** PROBLEM DESCRIPTION **
Repeat, exactly as written, the lines of the records below from the first through the line with "stretchable sizer is", but none past it.

** RECORDS PROVIDED **

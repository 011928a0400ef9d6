//! Space distribution across a line of sizers.
//!
//! # Algorithm
//!
//! 1. Clamp every hint into its sizer's bounds and total the results.
//! 2. Return early when the clamped hints already fill the space, or when the
//!    space is at or beyond the summed minimums/maximums (every sizer is then
//!    pinned to that bound).
//! 3. **Stretch phase**: hand the remaining delta to sizers with a positive
//!    stretch, proportionally to their stretch. A sizer whose share would
//!    reach its limit is pinned there, only the distance it actually moved is
//!    deducted, and the pass repeats with the leftover over the sizers still
//!    free to move.
//! 4. **Equal phase**: whatever is left after every stretchable sizer is
//!    pinned is split evenly among the sizers that are still free, with the
//!    same pin-and-repeat rule.
//!
//! Every pass either spends the free space down to the near-zero threshold
//! or pins at least one sizer for the rest of the call, so the number of
//! passes is bounded by the number of sizers plus a few residue passes.

use crate::sizer::Sizer;

/// Free space at or below this magnitude counts as fully distributed.
pub const NEAR_ZERO: f64 = 0.01;

/// Distribution settings.
///
/// The default distributor is what [`distribute`] and [`compute_sizes`] use.
///
/// ```
/// use linebox::{Distributor, Sizer};
///
/// let mut line = [Sizer::new().with_size_hint(10.0), Sizer::new().with_size_hint(10.0)];
/// let slack = Distributor::new().tolerance(0.001).distribute(&mut line, 30.0);
/// assert_eq!(slack, 0.0);
/// assert_eq!(line[0].size, 15.0);
/// assert_eq!(line[1].size, 15.0);
/// ```
#[derive(Debug, Clone, Copy, PartialEq)]
#[cfg_attr(feature = "serde", derive(serde::Serialize, serde::Deserialize))]
#[cfg_attr(feature = "serde", serde(from = "DistributorSettings"))]
pub struct Distributor {
    tolerance: f64,
}

/// Deserialized form of [`Distributor`]; converted through the builder so a
/// stored threshold is sanitized the same way as one set in code.
#[cfg(feature = "serde")]
#[derive(serde::Deserialize)]
struct DistributorSettings {
    tolerance: f64,
}

#[cfg(feature = "serde")]
impl From<DistributorSettings> for Distributor {
    fn from(settings: DistributorSettings) -> Self {
        Distributor::new().tolerance(settings.tolerance)
    }
}

impl Default for Distributor {
    fn default() -> Self {
        Self::new()
    }
}

impl Distributor {
    /// A distributor using [`NEAR_ZERO`] as its threshold.
    pub const fn new() -> Self {
        Self {
            tolerance: NEAR_ZERO,
        }
    }

    /// Set the near-zero threshold below which leftover space is ignored.
    ///
    /// Values that are not finite and strictly positive fall back to
    /// [`NEAR_ZERO`].
    #[must_use]
    pub fn tolerance(mut self, tolerance: f64) -> Self {
        self.tolerance = if tolerance.is_finite() && tolerance > 0.0 {
            tolerance
        } else {
            NEAR_ZERO
        };
        self
    }

    /// The near-zero threshold in use.
    #[inline]
    pub fn near_zero(&self) -> f64 {
        self.tolerance
    }

    /// Distribute `space` across `sizers`, writing each sizer's `size`.
    ///
    /// Returns the part of `space` that could not be honoured, signed like
    /// `space - Σsize`:
    ///
    /// - `0.0` when the clamped hints fit exactly
    /// - `space - Σmin` (zero or negative) when every sizer had to stop at its
    ///   minimum, `space - Σmax` (zero or positive) when every sizer had to
    ///   stop at its maximum
    /// - otherwise the leftover the passes stopped at, at most the near-zero
    ///   threshold in magnitude
    /// - `space` unchanged for an empty line; NaN when `space` is NaN
    ///
    /// Malformed sizers (inverted bounds, NaN fields) give unspecified sizes
    /// but never panic.
    pub fn distribute(&self, sizers: &mut [Sizer], space: f64) -> f64 {
        let count = sizers.len();
        if count == 0 {
            return space;
        }

        #[cfg(feature = "tracing")]
        let _span = tracing::debug_span!("distribute", count, space);
        #[cfg(feature = "tracing")]
        let _guard = _span.enter();

        let mut total_size = 0.0;
        let mut total_min = 0.0;
        let mut total_max = 0.0;
        let mut total_stretch = 0u64;
        let mut stretch_count = 0usize;
        for sizer in sizers.iter_mut() {
            sizer.size = sizer.clamp(sizer.size_hint);
            total_size += sizer.size;
            total_min += sizer.min_size;
            total_max += sizer.max_size;
            if sizer.stretch > 0 {
                total_stretch += u64::from(sizer.stretch);
                stretch_count += 1;
            }
        }

        if space == total_size {
            #[cfg(feature = "tracing")]
            tracing::trace!(outcome = "exact", "distributed");
            return 0.0;
        }

        if space <= total_min {
            for sizer in sizers.iter_mut() {
                sizer.size = sizer.min_size;
            }
            #[cfg(feature = "tracing")]
            tracing::trace!(outcome = "minimized", total_min, "distributed");
            return space - total_min;
        }

        if space >= total_max {
            for sizer in sizers.iter_mut() {
                sizer.size = sizer.max_size;
            }
            #[cfg(feature = "tracing")]
            tracing::trace!(outcome = "maximized", total_max, "distributed");
            return space - total_max;
        }

        let direction = if space < total_size {
            Direction::Shrink
        } else {
            Direction::Grow
        };
        let mut line = Line {
            sizers,
            done: vec![false; count],
            not_done: count,
            free_space: (space - total_size).abs(),
            direction,
            tolerance: self.tolerance,
        };
        line.stretch_phase(total_stretch, stretch_count);
        line.equal_phase();

        #[cfg(feature = "tracing")]
        tracing::trace!(
            outcome = "distributed",
            direction = ?line.direction,
            slack = line.free_space,
            pinned = count - line.not_done,
            "distributed"
        );
        match line.direction {
            Direction::Shrink => -line.free_space,
            Direction::Grow => line.free_space,
        }
    }

    /// Run the distribution on a copy of `sizers` and return the sizes.
    ///
    /// The input slice is left untouched.
    ///
    /// ```
    /// use linebox::{Distributor, Sizer};
    ///
    /// let line = [Sizer::new().with_size_hint(5.0).with_max_size(10.0)];
    /// assert_eq!(Distributor::new().compute_sizes(&line, 7.0), vec![7.0]);
    /// assert_eq!(line[0].size, 0.0);
    /// ```
    #[must_use]
    pub fn compute_sizes(&self, sizers: &[Sizer], space: f64) -> Vec<f64> {
        let mut scratch = sizers.to_vec();
        self.distribute(&mut scratch, space);
        scratch.into_iter().map(|sizer| sizer.size).collect()
    }
}

/// Distribute `space` across `sizers` with the default [`Distributor`].
///
/// See [`Distributor::distribute`] for the return value.
///
/// ```
/// use linebox::{Sizer, distribute};
///
/// let mut line = [
///     Sizer::new().with_size_hint(10.0).with_max_size(100.0),
///     Sizer::new().with_size_hint(10.0).with_max_size(100.0),
/// ];
/// distribute(&mut line, 30.0);
/// assert_eq!(line[0].size, 15.0);
/// assert_eq!(line[1].size, 15.0);
/// ```
pub fn distribute(sizers: &mut [Sizer], space: f64) -> f64 {
    Distributor::new().distribute(sizers, space)
}

/// Compute sizes for `sizers` without mutating them, using the default
/// [`Distributor`].
#[must_use]
pub fn compute_sizes(sizers: &[Sizer], space: f64) -> Vec<f64> {
    Distributor::new().compute_sizes(sizers, space)
}

#[derive(Debug, Clone, Copy, PartialEq, Eq)]
enum Direction {
    Shrink,
    Grow,
}

impl Direction {
    /// Whether moving `sizer` by `amount` reaches or crosses its limit.
    #[inline]
    fn reaches_limit(self, sizer: &Sizer, amount: f64) -> bool {
        match self {
            Direction::Shrink => sizer.size - amount <= sizer.min_size,
            Direction::Grow => sizer.size + amount >= sizer.max_size,
        }
    }

    /// Distance between the sizer's current size and its limit.
    #[inline]
    fn room(self, sizer: &Sizer) -> f64 {
        match self {
            Direction::Shrink => sizer.size - sizer.min_size,
            Direction::Grow => sizer.max_size - sizer.size,
        }
    }

    #[inline]
    fn pin(self, sizer: &mut Sizer) {
        sizer.size = match self {
            Direction::Shrink => sizer.min_size,
            Direction::Grow => sizer.max_size,
        };
    }

    #[inline]
    fn step(self, sizer: &mut Sizer, amount: f64) {
        match self {
            Direction::Shrink => sizer.size -= amount,
            Direction::Grow => sizer.size += amount,
        }
    }
}

/// Working state for one call. `done` marks sizers pinned to a limit.
struct Line<'a> {
    sizers: &'a mut [Sizer],
    done: Vec<bool>,
    not_done: usize,
    /// Magnitude of the delta still to hand out.
    free_space: f64,
    direction: Direction,
    tolerance: f64,
}

impl Line<'_> {
    /// Move the sizer at `index` by `amount`, pinning it when that reaches
    /// its limit. Returns `true` if the sizer was pinned.
    fn apply(&mut self, index: usize, amount: f64) -> bool {
        let direction = self.direction;
        let sizer = &mut self.sizers[index];
        if direction.reaches_limit(sizer, amount) {
            self.free_space -= direction.room(sizer);
            direction.pin(sizer);
            self.done[index] = true;
            self.not_done -= 1;
            true
        } else {
            self.free_space -= amount;
            direction.step(sizer, amount);
            false
        }
    }

    fn stretch_phase(&mut self, mut total_stretch: u64, mut stretch_count: usize) {
        while stretch_count > 0 && self.free_space > self.tolerance {
            // Shares within a pass are computed against this snapshot.
            let dist_space = self.free_space;
            let dist_stretch = total_stretch as f64;

            #[cfg(feature = "tracing")]
            tracing::trace!(
                phase = "stretch",
                free_space = dist_space,
                stretch = total_stretch,
                movable = stretch_count,
                "pass"
            );

            for index in 0..self.sizers.len() {
                let stretch = self.sizers[index].stretch;
                if self.done[index] || stretch == 0 {
                    continue;
                }
                let amount = f64::from(stretch) * dist_space / dist_stretch;
                if self.apply(index, amount) {
                    total_stretch -= u64::from(stretch);
                    stretch_count -= 1;
                }
            }
        }
    }

    fn equal_phase(&mut self) {
        while self.not_done > 0 && self.free_space > self.tolerance {
            let amount = self.free_space / self.not_done as f64;

            #[cfg(feature = "tracing")]
            tracing::trace!(
                phase = "equal",
                free_space = self.free_space,
                movable = self.not_done,
                "pass"
            );

            for index in 0..self.sizers.len() {
                if !self.done[index] {
                    self.apply(index, amount);
                }
            }
        }
    }
}
#![forbid(unsafe_code)]

//! One-dimensional space distribution for box layouts.
//!
//! This crate answers a single question for a row or column of elements: given
//! a fixed amount of space, how big should each element be?
//!
//! - [`Sizer`] - one element's size hint, bounds and stretch factor, plus the
//!   computed size
//! - [`distribute`] - fill a line of sizers with sizes that sum to the space
//! - [`adjust`] - move the boundary between two sizers (split-handle drag)
//! - [`Distributor`] - distribution settings (near-zero threshold)
//!
//! The algorithm is stateless across calls: sizers carry inputs in and the
//! computed size out, and every call starts from the hints again.
//!
//! # Example
//!
//! ```
//! use linebox::{Sizer, distribute};
//!
//! let mut line = [
//!     Sizer::fixed(20.0),
//!     Sizer::new().with_size_hint(40.0).with_stretch(1),
//!     Sizer::new().with_size_hint(40.0).with_stretch(3),
//! ];
//!
//! // 40 extra units go to the stretchable sizers, 1:3.
//! let slack = distribute(&mut line, 140.0);
//! assert_eq!(slack, 0.0);
//! assert_eq!(line[0].size, 20.0);
//! assert_eq!(line[1].size, 50.0);
//! assert_eq!(line[2].size, 70.0);
//! ```
//!
//! # Features
//!
//! - `tracing`: spans and trace events for each distribution and adjustment
//! - `serde`: `Serialize`/`Deserialize` for [`Sizer`] and [`Distributor`]

pub mod adjust;
pub mod distribute;
pub mod sizer;

pub use adjust::adjust;
pub use distribute::{Distributor, NEAR_ZERO, compute_sizes, distribute};
pub use sizer::{Sizer, SizerError, validate_sizers};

** YOUR RESPONSE **
repository 011928a0400ef9d6
//! Space distribution across a line of sizers.
//!
//! # Algorithm
//!
//! 1. Clamp every hint into its sizer's bounds and total the results.
//! 2. Return early when the clamped hints already fill the space, or when the
//!    space is at or beyond the summed minimums/maximums (every sizer is then
//!    pinned to that bound).
//! 3. **Stretch phase**: hand the remaining delta to sizers with a positive
//!    stretch, proportionally to their stretch. A sizer whose share would
//!    reach its limit is pinned there, only the distance it actually moved is
//!    deducted, and the pass repeats with the leftover over the sizers still
//!    free to move.
//! 4. **Equal phase**: whatever is left after every stretchable sizer is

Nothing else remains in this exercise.